Top of RAW DATA
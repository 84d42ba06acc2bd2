//! Mapping between `llm-extract` values and the Chat Completions wire
//! format: request bodies going out, stop reasons, usage and errors
//! coming back.

use std::borrow::Cow;

use http::StatusCode;
use llm_extract::chat::{ChatMessage, ChatRole, ContentBlock, StopReason};
use llm_extract::error::LlmError;
use llm_extract::provider::{ChatParams, ToolChoice};
use llm_extract::usage::Usage;
use serde_json::{Value, json};

use crate::config::OpenAiConfig;
use crate::types::{
    ApiError, CalledFunction, ChunkUsage, CompletionRequest, FunctionSpec, FunctionTool,
    UsageOption, WireCall, WireMessage,
};

/// Streaming request body for `params`, always asking for a usage chunk.
pub(crate) fn request_body<'a>(
    params: &'a ChatParams,
    config: &'a OpenAiConfig,
) -> CompletionRequest<'a> {
    let tools = params.tools.as_ref().map(|defs| {
        defs.iter()
            .map(|def| FunctionTool {
                kind: "function",
                function: FunctionSpec {
                    name: &def.name,
                    description: &def.description,
                    parameters: def.parameters.as_value(),
                },
            })
            .collect()
    });

    CompletionRequest {
        model: &config.model,
        messages: params.messages.iter().map(wire_message).collect(),
        temperature: params.temperature,
        max_completion_tokens: params.max_tokens,
        stream: true,
        stream_options: UsageOption {
            include_usage: true,
        },
        tools,
        tool_choice: params.tool_choice.as_ref().map(tool_choice_value),
    }
}

/// Text blocks of a message. A single block is borrowed, several are
/// joined with newlines.
fn text_of(content: &[ContentBlock]) -> Option<Cow<'_, str>> {
    let mut texts = content.iter().filter_map(|block| match block {
        ContentBlock::Text(text) => Some(text.as_str()),
        _ => None,
    });
    let first = texts.next()?;
    let rest: Vec<&str> = texts.collect();
    if rest.is_empty() {
        return Some(Cow::Borrowed(first));
    }
    let mut joined = first.to_owned();
    for text in rest {
        joined.push('\n');
        joined.push_str(text);
    }
    Some(Cow::Owned(joined))
}

fn wire_message(msg: &ChatMessage) -> WireMessage<'_> {
    let text = || text_of(&msg.content).unwrap_or_default();
    match msg.role {
        ChatRole::System => WireMessage::plain("system", text()),
        ChatRole::Assistant => WireMessage {
            role: "assistant",
            content: text_of(&msg.content),
            tool_calls: msg
                .tool_calls()
                .into_iter()
                .map(|call| WireCall {
                    id: &call.id,
                    kind: "function",
                    function: CalledFunction {
                        name: &call.name,
                        arguments: call.arguments.to_string(),
                    },
                })
                .collect(),
            tool_call_id: None,
        },
        ChatRole::Tool => {
            let result = msg.content.iter().find_map(|block| match block {
                ContentBlock::ToolResult(result) => Some(result),
                _ => None,
            });
            WireMessage {
                tool_call_id: result.map(|r| r.tool_call_id.as_str()),
                ..WireMessage::plain(
                    "tool",
                    result.map_or_else(text, |r| Cow::Borrowed(r.content.as_str())),
                )
            }
        }
        _ => WireMessage::plain("user", text()),
    }
}

/// `auto`, or the object form that pins one function.
fn tool_choice_value(choice: &ToolChoice) -> Value {
    match choice {
        ToolChoice::Specific(name) => json!({
            "type": "function",
            "function": { "name": name }
        }),
        _ => json!("auto"),
    }
}

pub(crate) fn stop_reason(finish_reason: &str) -> StopReason {
    match finish_reason {
        "stop" => StopReason::EndTurn,
        "length" => StopReason::MaxTokens,
        "tool_calls" | "function_call" => StopReason::ToolUse,
        other => {
            tracing::warn!(finish_reason = other, "unrecognized finish_reason");
            StopReason::EndTurn
        }
    }
}

pub(crate) fn usage(wire: &ChunkUsage) -> Usage {
    Usage {
        input_tokens: wire.prompt_tokens,
        output_tokens: wire.completion_tokens,
        reasoning_tokens: wire
            .completion_tokens_details
            .as_ref()
            .and_then(|details| details.reasoning_tokens),
    }
}

/// Error for a non-2xx response. `body` is used verbatim when it is not
/// an `{"error": ...}` object.
pub(crate) fn status_error(status: StatusCode, body: &str) -> LlmError {
    let message = serde_json::from_str::<ApiError>(body)
        .map_or_else(|_| body.to_owned(), |api| api.error.message);

    match status {
        StatusCode::UNAUTHORIZED | StatusCode::FORBIDDEN => LlmError::Auth(message),
        StatusCode::BAD_REQUEST => LlmError::InvalidRequest(message),
        _ => LlmError::Http {
            status: Some(status),
            message,
            retryable: status == StatusCode::TOO_MANY_REQUESTS || status.is_server_error(),
        },
    }
}

/// Error for an `{"error": ...}` payload received mid-stream.
pub(crate) fn in_stream_error(api: ApiError) -> LlmError {
    let code = match api.error.code {
        Some(Value::String(code)) => Some(code),
        Some(Value::Number(n)) => Some(n.to_string()),
        _ => None,
    }
    .or(api.error.kind)
    .unwrap_or_else(|| "stream_error".into());

    LlmError::Provider {
        retryable: matches!(code.as_str(), "rate_limit_exceeded" | "server_error"),
        code,
        message: api.error.message,
    }
}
Bottom of RAW DATA
EXERCISE GOAL -
Please copy only the lines from the one with "reasoning_tokens: wire" through the final line of the records above, both ends included.

RESPONSE TO THE TASK -
        reasoning_tokens: wire
            .completion_tokens_details
            .as_ref()
            .and_then(|details| details.reasoning_tokens),
    }
}

/// Error for a non-2xx response. `body` is used verbatim when it is not
/// an `{"error": ...}` object.
pub(crate) fn status_error(status: StatusCode, body: &str) -> LlmError {
    let message = serde_json::from_str::<ApiError>(body)
        .map_or_else(|_| body.to_owned(), |api| api.error.message);

    match status {
        StatusCode::UNAUTHORIZED | StatusCode::FORBIDDEN => LlmError::Auth(message),
        StatusCode::BAD_REQUEST => LlmError::InvalidRequest(message),
        _ => LlmError::Http {
            status: Some(status),
            message,
            retryable: status == StatusCode::TOO_MANY_REQUESTS || status.is_server_error(),
        },
    }
}

/// Error for an `{"error": ...}` payload received mid-stream.
pub(crate) fn in_stream_error(api: ApiError) -> LlmError {
    let code = match api.error.code {
        Some(Value::String(code)) => Some(code),
        Some(Value::Number(n)) => Some(n.to_string()),
        _ => None,
    }
    .or(api.error.kind)
    .unwrap_or_else(|| "stream_error".into());

    LlmError::Provider {
        retryable: matches!(code.as_str(), "rate_limit_exceeded" | "server_error"),
        code,
        message: api.error.message,
    }
}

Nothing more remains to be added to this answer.